The Chron makes its choices in the two primaries for County Judge. First is an easy one:
David Mincberg, Democrat: Mincberg, a former leader of the Harris County Democratic party, says quality of life -- including problems of traffic congestion and transportation, flood control and clean air -- is the most significant issue facing the county today. "The decisions we make today will be critical to the quality of life of ourselves, our children and our grandchildren," Mincberg says.
Ethics in county governance is an issue elevated in the minds of county residents lately, and it's a matter Mincberg pledges to give his full attention. However, he contends, having high ethical standards is not the basis for a campaign but a basic criterion for the job and for how the county conducts its business. Mincberg, who has amassed a personal fortune in real estate investments, promises to completely separate his financial interests from county business, to place voluntary caps on contributions to his campaigns and never to use campaign contributions for personal expenditures.
Mincberg says he is in the process of liquidating his company holdings and will make running Harris County his full-time job. It's a job to which he'll bring the experience of having run an operation employing 750 workers and representing more than $1 billion worth of economic activity owned or invested primarily in this county.
Mincberg, who served more than a year as Houston Mayor Bill White's $1-a-year executive on affordable housing, says he has a good working relationship with White and understands the need to work closely with mayors of the 32 cities incorporated in Harris County, as well as with leaders of neighboring counties.

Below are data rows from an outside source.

//! Client-side proxies for Telepathy services.
//!
//! Each proxy ([`Connection`], [`Channel`], [`Account`], [`AccountManager`],
//! [`ChannelRequest`]) mirrors one remote object. Its state is fetched
//! lazily in named [`Feature`]s: [`ReadyObject::become_ready`] introspects the
//! requested features and their dependencies, and signals keep the cached
//! state current afterwards. A proxy whose remote object goes away is
//! invalidated for good; see [`DBusProxy`].
//!
//! Handles held on behalf of the caller are reference counted per
//! connection through [`ReferencedHandles`].

pub mod account;
pub mod account_manager;
pub mod channel;
pub mod channel_request;
pub mod config;
pub mod connection;
pub mod constants;
pub mod contact;
pub mod feature;
pub mod handles;
pub mod proxy;
pub mod readiness;

pub use account::{Account, AccountEvent, Avatar, Presence};
pub use account_manager::{AccountManager, AccountManagerEvent};
pub use channel::{Channel, ChannelEvent, GroupMemberChangeDetails, GroupMembersChangedInfo};
pub use channel_request::{ChannelRequest, ChannelRequestEvent};
pub use config::{ClientConfig, ConfigError};
pub use connection::{Connection, ConnectionEvent};
pub use contact::{Contact, ContactPtr, ResolvedContacts};
pub use feature::{Feature, Features};
pub use handles::{PendingHandles, ReferencedHandles};
pub use proxy::DBusProxy;
pub use readiness::{PendingReady, ReadyObject};
use std::collections::{BTreeMap, HashMap};
use std::sync::{Arc, Mutex, MutexGuard, Weak};

use telepathy_bus::error::names;
use telepathy_bus::{Bus, DBusError, Signal, Variant, VariantMap, VariantMapExt};
use tokio::sync::broadcast;

use crate::config::ClientConfig;
use crate::constants::{
    connection_status, connection_status_reason, handle_type, CONNECTION_BUS_NAME_BASE,
    CONTACT_ATTR_ID, IFACE_CONNECTION, IFACE_CONNECTION_ALIASING, IFACE_CONNECTION_CONTACTS,
};
use crate::contact::{Contact, ContactPtr, ResolvedContacts};
use crate::feature::{Feature, Features};
use crate::handles::{HandleContext, PendingHandles, ReferencedHandles};
use crate::proxy::{spawn, DBusProxy};
use crate::readiness::{
    Introspectable, Introspectables, IntrospectFuture, ReadinessHelper, ReadyObject,
};

/// Change notifications published by a [`Connection`].
#[derive(Clone, Debug, PartialEq)]
pub enum ConnectionEvent {
    StatusChanged { status: u32, reason: u32 },
    SelfHandleChanged(u32),
    SelfContactChanged,
}

struct ConnectionState {
    status: u32,
    status_reason: u32,
    interfaces: Vec<String>,
    self_handle: u32,
    self_contact: Option<ContactPtr>,
    has_immortal_handles: bool,
    signals_connected: bool,
}

/// Proxy for a Telepathy connection.
pub struct Connection {
    readiness: ReadinessHelper<Connection>,
    handles: Arc<HandleContext>,
    config: ClientConfig,
    state: Mutex<ConnectionState>,
    contacts: Mutex<HashMap<u32, Weak<Contact>>>,
    contact_ids: Mutex<HashMap<u32, String>>,
    events: broadcast::Sender<ConnectionEvent>,
}

impl ReadyObject for Connection {
    fn readiness_helper(&self) -> &ReadinessHelper<Self> {
        &self.readiness
    }
}

impl std::fmt::Debug for Connection {
    fn fmt(&self, f: &mut std::fmt::Formatter<'_>) -> std::fmt::Result {
        f.debug_struct("Connection")
            .field("bus_name", &self.dbus_proxy().bus_name())
            .field("object_path", &self.object_path())
            .field("valid", &self.is_valid())
            .finish()
    }
}

/// Error name reported when a connection drops for `reason`.
pub fn error_for_status_reason(reason: u32) -> &'static str {
    use connection_status_reason as r;
    match reason {
        r::REQUESTED => names::CANCELLED,
        r::NETWORK_ERROR => names::NETWORK_ERROR,
        r::AUTHENTICATION_FAILED => names::AUTHENTICATION_FAILED,
        r::ENCRYPTION_ERROR => names::ENCRYPTION_ERROR,
        r::NAME_IN_USE => names::NOT_YOURS,
        r::CERT_UNTRUSTED | r::CERT_SELF_SIGNED => names::CERT_UNTRUSTED,
        r::CERT_EXPIRED => names::CERT_EXPIRED,
        r::CERT_NOT_PROVIDED
        | r::CERT_NOT_ACTIVATED
        | r::CERT_HOSTNAME_MISMATCH
        | r::CERT_FINGERPRINT_MISMATCH
        | r::CERT_OTHER_ERROR => names::CERT_INVALID,
        _ => names::DISCONNECTED,
    }
}

/// Well-known bus name of the connection exported at `object_path`.
pub fn bus_name_for_object_path(object_path: &str) -> String {
    let name = object_path.trim_start_matches('/').replace('/', ".");
    if !name.starts_with(CONNECTION_BUS_NAME_BASE) {
        log::warn!("conn({}): not a connection object path", object_path);
    }
    name
}
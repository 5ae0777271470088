use crate::model::ScenarioError;
use crate::provider::mongo::MongoShell;
use crate::scenario::{Scenario, StepSink};
use async_trait::async_trait;

const COLLECTION: &str = "dirty_read_demo";

pub(crate) const SCRIPT: &str = r#"
const dbx = db.getSiblingDB("txdemo");
const coll = dbx.dirty_read_demo;

step({is_header: true, description: "🔒 Dirty Read Prevention Demonstration"});

step({session: "Setup",
      description: "Checking initial state - collection should be empty",
      query: "db.dirty_read_demo.countDocuments({})",
      result: "Count: " + coll.countDocuments({})});

const sessionA = db.getMongo().startSession();
sessionA.startTransaction();
step({session: "Session A",
      description: "Starting a transaction",
      query: "session.startTransaction()",
      result: "Transaction started"});

const collA = sessionA.getDatabase("txdemo").dirty_read_demo;
collA.insertOne({product: "Widget", price: 29.99, status: "pending"});
step({session: "Session A",
      description: "Inserted document within transaction (NOT YET COMMITTED)",
      query: 'db.dirty_read_demo.insertOne({product: "Widget", price: 29.99, status: "pending"})',
      result: "Insert successful (within transaction)"});

sleep(500);

const before = dbx.runCommand({find: "dirty_read_demo", filter: {},
                               readConcern: {level: "majority"}}).cursor.firstBatch;
step({session: "Session B",
      description: "Reading documents with readConcern: majority (outside Session A's transaction)",
      query: 'db.dirty_read_demo.find({}).readConcern("majority")',
      result: "Documents found: " + before.length + " (uncommitted data NOT visible!)"});

step({is_header: true,
      description: "✅ Dirty read prevented! Session B cannot see Session A's uncommitted data"});

sleep(500);
sessionA.commitTransaction();
step({session: "Session A",
      description: "Committing the transaction",
      query: "session.commitTransaction()",
      result: "Transaction committed successfully"});

sleep(500);
const after = coll.find({}).toArray();
step({session: "Session B",
      description: "Reading documents again after Session A committed",
      query: "db.dirty_read_demo.find({})",
      result: "Documents found: " + after.length + "\n" +
              JSON.stringify(after.map(d => ({product: d.product, price: d.price, status: d.status})))});

step({is_header: true,
      description: "🎉 After commit, Session B can now see Session A's data"});

sessionA.endSession();
"#;

/// Shows that reads with majority read concern never observe another
/// session's uncommitted writes.
pub struct DirtyReadScenario {
    shell: MongoShell,
}

impl DirtyReadScenario {
    pub fn new(shell: MongoShell) -> Self {
        Self { shell }
    }
}

#[async_trait]
impl Scenario for DirtyReadScenario {
    fn name(&self) -> &str {
        "Dirty Read Prevention"
    }

    fn description(&self) -> &str {
        "Demonstrates how MongoDB transactions prevent dirty reads.\n\
         \n\
         Without transactions, reads might see uncommitted data. With transactions\n\
         and proper read concern, you only see committed data.\n\
         \n\
         This scenario shows:\n\
         1. Session A starts a transaction and inserts a document\n\
         2. Session B tries to read - document is NOT visible (not committed yet)\n\
         3. Session A commits the transaction\n\
         4. Session B reads again - document IS now visible"
    }

    fn isolation_level(&self) -> &str {
        "Read Committed"
    }

    async fn setup(&self) -> Result<(), ScenarioError> {
        super::drop_collection(&self.shell, COLLECTION)
            .await
            .map_err(ScenarioError::Setup)
    }

    async fn run(&self, sink: StepSink) -> Result<(), ScenarioError> {
        super::stream_script(&self.shell, SCRIPT, sink).await
    }

    async fn cleanup(&self) -> Result<(), ScenarioError> {
        super::drop_collection(&self.shell, COLLECTION)
            .await
            .map_err(ScenarioError::Cleanup)
    }
}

An attorney by training, Mincberg is conversant in budgeting, large-stakes finance arrangements and high-dollar bonding transactions. He intends to turn his attention to the finances of the Harris County Hospital District, as one example, to ensure that taxpayers receive the most value for the hundreds of millions in public health-care dollars they invest there.
On the other side, the choice was tougher, but I would argue still obvious for the Chron:
Ed Emmett, Republican: Emmett, who currently holds this seat, was appointed last year to fill the unexpired county judge term of Robert Eckels, who left the position for the private sector. He faces a strong political challenge in former District Clerk Charles Bacarisse for the Republican nomination, but the Chronicle believes Emmett is the better candidate.
Emmett is a former four-term state representative (1979 to 1987) and was a George H.W. Bush appointee to the U.S. Interstate Commerce Commission. In addition to his extensive government service, Emmett has strong private sector business experience in the transportation industry.
As an internationally recognized expert on transportation policy and issues, Emmett is well-qualified to deal with this region's thorny traffic congestion and mobility issues. He intends to continue working regionally to find solutions -- both mass transit and road projects -- to abet Houston's traffic woes. Also, the Chronicle believes that Emmett's support of the Metropolitan Transit Authority's plan to put light rail along Richmond Avenue is the correct stance on this controversial issue.
"That's where the people are, that's where the businesses are," Emmett told members of the Chronicle editorial board this week.
Emmett sees good judgment as one of his strongest suits, which will put county residents in good stead in any emergency scenario, from a natural disaster to a terrorist attack. And he touts the fact that under his administration, commissioners approved the largest tax-rate cut in Harris County history. He promises to make crafting a stronger county ethics policy a high priority of his tenure.
Having endeavored over the past year to earn a reputation as a consensus builder on Commissioner's Court, Emmett pledges to work hard to support his party while recognizing that the county judge must serve the diverse needs of this dense, urban/suburban and growing county.